Together, they form the connective tissue for a global ecosystem of security tooling and coordination. From vulnerability scanners to patch management systems and threat intel feeds, thousands of tools and workflows rely on up-to-date CVE data. Vendors use CVEs to issue advisories and coordinate disclosures. Security teams use them to track risks and drive remediation. Even government agencies like CISA and the DoD rely on CVEs as a core part of their threat modeling and defensive planning.
Which is why the looming shutdown is so alarming.

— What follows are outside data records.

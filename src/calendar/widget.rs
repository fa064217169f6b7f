use super::grid::{GridCell, MonthGrid, GRID_CELLS};
use super::util::DAYS_IN_WEEK;
use super::DateStyler;
use crate::theme::{
    BASE_STYLE, CURSOR_STYLE, MONTH_STYLE, OTHER_MONTH_STYLE, SELECTED_STYLE, WEEKDAY_STYLE,
};
use ratatui::{layout::Flex, prelude::*, widgets::*};
use time::Date;

static HEADER: &str = " Su   Mo   Tu   We   Th   Fr   Sa ";

/// Number of columns per day of week
const DAY_WIDTH: u16 = 5;

/// Width of the grid in columns; the last day has no trailing gap
pub(crate) const GRID_WIDTH: u16 = DAY_WIDTH * 7 - 1;

/// Number of lines above the first week: the month title, the weekday header,
/// and the rule beneath it
const HEADER_LINES: u16 = 3;

pub(crate) const GRID_HEIGHT: u16 = HEADER_LINES + 6;

const ACS_HLINE: char = '─';

/// Where each part of the month grid lands within an area
#[derive(Clone, Copy, Debug, Eq, PartialEq)]
pub(crate) struct GridLayout {
    area: Rect,
}

impl GridLayout {
    /// Center the grid within `area`
    pub(crate) fn new(area: Rect) -> GridLayout {
        let [area] = Layout::horizontal([GRID_WIDTH])
            .flex(Flex::Center)
            .areas(area);
        let [area] = Layout::vertical([GRID_HEIGHT])
            .flex(Flex::Center)
            .areas(area);
        GridLayout { area }
    }

    pub(crate) fn area(&self) -> Rect {
        self.area
    }

    /// Screen rectangle of the cell at index `i` (0 to 41, row-major)
    pub(crate) fn cell_rect(&self, i: usize) -> Option<Rect> {
        if i >= GRID_CELLS {
            return None;
        }
        let row = u16::try_from(i / DAYS_IN_WEEK).ok()?;
        let col = u16::try_from(i % DAYS_IN_WEEK).ok()?;
        let rect = Rect {
            x: self.area.x + col * DAY_WIDTH,
            y: self.area.y + HEADER_LINES + row,
            width: DAY_WIDTH - 1,
            height: 1,
        };
        Some(rect.intersection(self.area))
    }

    /// Index of the cell covering the given screen position
    pub(crate) fn cell_at(&self, column: u16, row: u16) -> Option<usize> {
        (0..GRID_CELLS).find(|&i| {
            self.cell_rect(i)
                .is_some_and(|r| r.contains(Position::new(column, row)))
        })
    }
}

/// Draws a [`MonthGrid`], tinting each current-month day with the styler
#[derive(Debug)]
pub(crate) struct MonthGridWidget<'a, S> {
    grid: &'a MonthGrid,
    cursor: Option<Date>,
    styler: S,
}

impl<'a, S: DateStyler> MonthGridWidget<'a, S> {
    pub(crate) fn new(grid: &'a MonthGrid, styler: S) -> Self {
        MonthGridWidget {
            grid,
            cursor: None,
            styler,
        }
    }

    pub(crate) fn cursor(mut self, date: Date) -> Self {
        self.cursor = Some(date);
        self
    }

    fn cell_span(&self, cell: &GridCell) -> Span<'static> {
        let s = if cell.is_today {
            format!("[{:2}]", cell.day())
        } else {
            format!(" {:2} ", cell.day())
        };
        let mut style = if cell.is_current_month {
            BASE_STYLE.patch(self.styler.date_style(cell.date))
        } else {
            OTHER_MONTH_STYLE
        };
        if cell.is_selected {
            style = style.patch(SELECTED_STYLE);
        }
        if self.cursor == Some(cell.date) {
            style = style.patch(CURSOR_STYLE);
        }
        Span::styled(s, style)
    }
}

impl<S: DateStyler> Widget for MonthGridWidget<'_, S> {
    fn render(self, area: Rect, buf: &mut Buffer) {
        let layout = GridLayout::new(area);
        let grid_area = layout.area();
        Paragraph::new(Line::styled(self.grid.month().to_string(), MONTH_STYLE).centered())
            .render(Rect { height: 1, ..grid_area }, buf);
        if grid_area.height > 1 {
            buf.set_stringn(
                grid_area.x,
                grid_area.y + 1,
                HEADER,
                usize::from(grid_area.width),
                WEEKDAY_STYLE,
            );
        }
        if grid_area.height > 2 {
            buf.set_stringn(
                grid_area.x,
                grid_area.y + 2,
                String::from(ACS_HLINE).repeat(usize::from(grid_area.width)),
                usize::from(grid_area.width),
                BASE_STYLE,
            );
        }
        for (i, cell) in self.grid.cells().iter().enumerate() {
            if let Some(rect) = layout.cell_rect(i).filter(|r| !r.is_empty()) {
                let span = self.cell_span(cell);
                buf.set_stringn(
                    rect.x,
                    rect.y,
                    span.content,
                    usize::from(rect.width),
                    span.style,
                );
            }
        }
    }
}

#[cfg(test)]
mod tests {
    use super::*;
    use crate::calendar::YearMonth;
    use time::macros::date;

    struct NullStyler;

    impl DateStyler for NullStyler {
        fn date_style(&self, _date: Date) -> Style {
            Style::new()
        }
    }

    fn row_text(buf: &Buffer, y: u16) -> String {
        (0..buf.area.width)
            .map(|x| buf[(x, y)].symbol())
            .collect::<String>()
    }

    #[test]
    fn test_layout_centers_grid() {
        let layout = GridLayout::new(Rect::new(0, 0, 40, 11));
        assert_eq!(layout.area(), Rect::new(3, 1, GRID_WIDTH, GRID_HEIGHT));
        assert_eq!(layout.cell_rect(0), Some(Rect::new(3, 4, 4, 1)));
        assert_eq!(layout.cell_rect(8), Some(Rect::new(8, 5, 4, 1)));
        assert_eq!(layout.cell_rect(41), Some(Rect::new(33, 9, 4, 1)));
        assert_eq!(layout.cell_rect(42), None);
        assert_eq!(layout.cell_at(3, 4), Some(0));
        assert_eq!(layout.cell_at(6, 4), Some(0));
        // The gap between two days belongs to neither
        assert_eq!(layout.cell_at(7, 4), None);
        assert_eq!(layout.cell_at(9, 5), Some(8));
        assert_eq!(layout.cell_at(3, 3), None);
    }

    #[test]
    fn test_render_august_2025() {
        let grid = MonthGrid::render(
            YearMonth::of(date!(2025 - 08 - 01)),
            date!(2025 - 08 - 10),
            date!(2025 - 08 - 20),
        )
        .unwrap();
        let area = Rect::new(0, 0, GRID_WIDTH, GRID_HEIGHT);
        let mut buf = Buffer::empty(area);
        MonthGridWidget::new(&grid, NullStyler)
            .cursor(date!(2025 - 08 - 20))
            .render(area, &mut buf);
        assert_eq!(row_text(&buf, 0).trim(), "August 2025");
        assert_eq!(row_text(&buf, 1), HEADER);
        assert_eq!(row_text(&buf, 2), "─".repeat(usize::from(GRID_WIDTH)));
        assert_eq!(row_text(&buf, 3), " 27   28   29   30   31    1    2 ");
        assert_eq!(row_text(&buf, 4), "  3    4    5    6    7    8    9 ");
        assert_eq!(row_text(&buf, 5), "[10]  11   12   13   14   15   16 ");
        assert_eq!(row_text(&buf, 8), " 31    1    2    3    4    5    6 ");
        assert_eq!(buf[(0, 3)].style().fg, OTHER_MONTH_STYLE.fg);
        assert!(buf[(15, 6)]
            .style()
            .add_modifier
            .contains(Modifier::REVERSED | Modifier::UNDERLINED));
    }
}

MITRE’s Contract Expires—and There’s No Backup Plan
MITRE has confirmed that its DHS contract to manage the CVE and CWE programs is set to lapse on April 16, 2025, and as of now, no renewal has been finalized. This contract, renewed annually, has funded critical work to keep the CVE program running, including updates to the schema, assignment coordination, and vulnerability vetting.
“Failure to renew MITRE’s contract for the CVE program, seemingly set to expire on April 16, 2025, risks significant disruption,” said Jason Soroko, Senior Fellow at Sectigo. “A service break would likely degrade national vulnerability databases and advisories. This lapse could negatively affect tool vendors, incident response operations, and critical infrastructure broadly. MITRE emphasizes its continued commitment but warns of these potential impacts if the contracting pathway is not maintained.”
MITRE has indicated that historical CVE records will remain accessible via GitHub, but without continued funding, the operational side of the program—including assignment of new CVEs—will effectively go dark. That’s not a minor inconvenience. It could upend how the global cybersecurity community identifies, communicates, and responds to new threats.
A Single Point of Failure in a Global System
Greg Anderson, CEO and founder of DefectDojo, voiced what many in the community are feeling: “MITRE’s confirmation that it is losing DHS funding to maintain the Common Vulnerabilities and Exposures (CVE) program should concern every cybersecurity professional around the world, especially considering that the funding expires tomorrow—leaving no room for anything to be built in its place.”
Anderson added a sobering thought experiment: “If, as expected, the database goes offline tomorrow and only GitHub records remain, every security team has just lost an essential resource for early warnings and a cohesive framework for naming and addressing vulnerabilities.”